Sherman added that students will still get a chance to take in The Catcher in the Rye and King Lear in “the other four compulsory English courses over their time in high school.”

“This is just taking a part of it and trying to make it more relevant to the modern Canadian student,” he said.

From the story:

“It has all the same curriculum expectations as any senior English course would have,” Sherman said. It involves writing, reading, presentation, dialogue, construction of arguments, topic choice, all set up in a way that recognizes and respects the sophistication of the curious teenage mind.

He pointed out two current failings of the traditional Shakespeare and Salinger approach in his board, which serves four First Nations communities as well as the regions of Sarnia and Chatham-Kent. Not only do indigenous students not see their culture reflected in their curriculum, and become disengaged as a result, but non-indigenous students are not made to engage scholastically with First Nations until late in the educational game. As a result, they can lack an important Canadian perspective.

“We should start building perspective earlier,” Sherman said. “In a senior level English course, they have a very high level of moral reasoning and dialogue.” …
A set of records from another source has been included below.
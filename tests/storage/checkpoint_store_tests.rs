//! CheckpointStore interface tests.
//!
//! These tests verify the contract of the CheckpointStore trait.
//! Each storage implementation should run these tests.

use waymark::model::Position;
use waymark::outcome::{FailureReason, StoreResult};
use waymark::storage::CheckpointStore;

fn assert_conflict(result: &StoreResult, expected: Option<Position>, actual: Option<Position>) {
    assert_eq!(
        result.failure(),
        Some(&FailureReason::Conflict { expected, actual }),
        "expected conflict, got {result:?}"
    );
}

// =============================================================================
// CheckpointStore::load tests
// =============================================================================

pub async fn test_load_missing_is_initial<S: CheckpointStore>(store: &S) {
    let checkpoint = store
        .load("test_cp_missing")
        .await
        .expect("load should succeed");
    assert!(checkpoint.is_initial(), "missing checkpoint should be initial");
    assert_eq!(checkpoint.subscription_id, "test_cp_missing");
}

// =============================================================================
// CheckpointStore::store tests
// =============================================================================

pub async fn test_first_store_and_load<S: CheckpointStore>(store: &S) {
    let id = "test_cp_first";

    let result = store.store(id, Position(3), None).await;
    assert!(result.is_success(), "first store failed: {result:?}");

    let checkpoint = store.load(id).await.unwrap();
    assert_eq!(checkpoint.position, Some(Position(3)));
}

pub async fn test_store_zero_position<S: CheckpointStore>(store: &S) {
    let id = "test_cp_zero";

    assert!(store.store(id, Position(0), None).await.is_success());
    assert_eq!(store.load(id).await.unwrap().position, Some(Position(0)));
    assert!(store
        .store(id, Position(1), Some(Position(0)))
        .await
        .is_success());
}

pub async fn test_store_advances_monotonically<S: CheckpointStore>(store: &S) {
    let id = "test_cp_monotonic";
    let mut previous = None;

    for position in [4u64, 9, 10, 31] {
        let result = store.store(id, Position(position), previous).await;
        assert!(result.is_success(), "store {position} failed: {result:?}");

        let loaded = store.load(id).await.unwrap().position;
        assert_eq!(loaded, Some(Position(position)));
        if let Some(before) = previous {
            assert!(loaded > Some(before));
        }
        previous = loaded;
    }
}

pub async fn test_backward_store_rejected<S: CheckpointStore>(store: &S) {
    let id = "test_cp_backward";

    assert!(store.store(id, Position(5), None).await.is_success());

    let result = store.store(id, Position(3), Some(Position(5))).await;
    assert!(
        matches!(result.failure(), Some(FailureReason::ContractViolation(_))),
        "moving back must be rejected: {result:?}"
    );
    assert_eq!(store.load(id).await.unwrap().position, Some(Position(5)));
}

pub async fn test_stale_expected_conflicts<S: CheckpointStore>(store: &S) {
    let id = "test_cp_stale";

    assert!(store.store(id, Position(3), None).await.is_success());
    assert!(store
        .store(id, Position(7), Some(Position(3)))
        .await
        .is_success());

    let result = store.store(id, Position(8), Some(Position(3))).await;
    assert_conflict(&result, Some(Position(3)), Some(Position(7)));
    assert_eq!(store.load(id).await.unwrap().position, Some(Position(7)));
}

pub async fn test_initial_expected_conflicts_when_present<S: CheckpointStore>(store: &S) {
    let id = "test_cp_present";

    assert!(store.store(id, Position(5), None).await.is_success());

    let result = store.store(id, Position(6), None).await;
    assert_conflict(&result, None, Some(Position(5)));
}

pub async fn test_expected_position_on_missing_conflicts<S: CheckpointStore>(store: &S) {
    let id = "test_cp_absent";

    let result = store.store(id, Position(2), Some(Position(1))).await;
    assert_conflict(&result, Some(Position(1)), None);
    assert!(store.load(id).await.unwrap().is_initial());
}

pub async fn test_concurrent_store_single_winner<S: CheckpointStore>(store: &S) {
    let id = "test_cp_race";
    assert!(store.store(id, Position(2), None).await.is_success());

    let (a, b) = futures::join!(
        store.store(id, Position(5), Some(Position(2))),
        store.store(id, Position(6), Some(Position(2))),
    );

    let winners = [&a, &b].iter().filter(|r| r.is_success()).count();
    assert_eq!(winners, 1, "exactly one writer must win: {a:?} / {b:?}");
    let loser = if a.is_success() { &b } else { &a };
    assert!(
        loser.failure().is_some_and(FailureReason::is_conflict),
        "loser must see a conflict: {loser:?}"
    );

    let stored = store.load(id).await.unwrap().position;
    assert!(stored == Some(Position(5)) || stored == Some(Position(6)));
}

// =============================================================================
// CheckpointStore::reset tests
// =============================================================================

pub async fn test_reset_forgets_checkpoint<S: CheckpointStore>(store: &S) {
    let id = "test_cp_reset";

    assert!(store.store(id, Position(12), None).await.is_success());
    store.reset(id).await.expect("reset should succeed");

    assert!(store.load(id).await.unwrap().is_initial());
    assert!(
        store.store(id, Position(0), None).await.is_success(),
        "after reset the subscription starts over"
    );
}

pub async fn test_reset_missing_is_ok<S: CheckpointStore>(store: &S) {
    store
        .reset("test_cp_never_stored")
        .await
        .expect("reset of a missing checkpoint should succeed");
}

// =============================================================================
// Isolation tests
// =============================================================================

pub async fn test_subscription_isolation<S: CheckpointStore>(store: &S) {
    assert!(store
        .store("test_cp_iso_a", Position(10), None)
        .await
        .is_success());
    assert!(store
        .store("test_cp_iso_b", Position(20), None)
        .await
        .is_success());

    assert_eq!(
        store.load("test_cp_iso_a").await.unwrap().position,
        Some(Position(10))
    );
    assert_eq!(
        store.load("test_cp_iso_b").await.unwrap().position,
        Some(Position(20))
    );

    store.reset("test_cp_iso_a").await.unwrap();
    assert_eq!(
        store.load("test_cp_iso_b").await.unwrap().position,
        Some(Position(20))
    );
}

// =============================================================================
// Test runner macro
// =============================================================================

/// Run all CheckpointStore interface tests against a store implementation.
///
/// Subscription ids are fixed, so each store instance must start empty.
#[macro_export]
macro_rules! run_checkpoint_store_tests {
    ($store:expr) => {
        use $crate::storage::checkpoint_store_tests::*;

        // load tests
        test_load_missing_is_initial($store).await;
        println!("  test_load_missing_is_initial: PASSED");

        // store tests
        test_first_store_and_load($store).await;
        println!("  test_first_store_and_load: PASSED");

        test_store_zero_position($store).await;
        println!("  test_store_zero_position: PASSED");

        test_store_advances_monotonically($store).await;
        println!("  test_store_advances_monotonically: PASSED");

        test_backward_store_rejected($store).await;
        println!("  test_backward_store_rejected: PASSED");

        test_stale_expected_conflicts($store).await;
        println!("  test_stale_expected_conflicts: PASSED");

        test_initial_expected_conflicts_when_present($store).await;
        println!("  test_initial_expected_conflicts_when_present: PASSED");

        test_expected_position_on_missing_conflicts($store).await;
        println!("  test_expected_position_on_missing_conflicts: PASSED");

        test_concurrent_store_single_winner($store).await;
        println!("  test_concurrent_store_single_winner: PASSED");

        // reset tests
        test_reset_forgets_checkpoint($store).await;
        println!("  test_reset_forgets_checkpoint: PASSED");

        test_reset_missing_is_ok($store).await;
        println!("  test_reset_missing_is_ok: PASSED");

        // isolation tests
        test_subscription_isolation($store).await;
        println!("  test_subscription_isolation: PASSED");
    };
}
“It’s really taken off,” Sherman said. “Normally with any big change you expect some discontent. There has been negligible negative feedback. I think today’s students, they see things in the media, they want to know more about it, so now it’s just part of the natural course to say ‘Hey, we have some brilliant indigenous writers out there. This was created in Canada. This wasn’t written 100 years ago in Leeds.’”

Read the full article.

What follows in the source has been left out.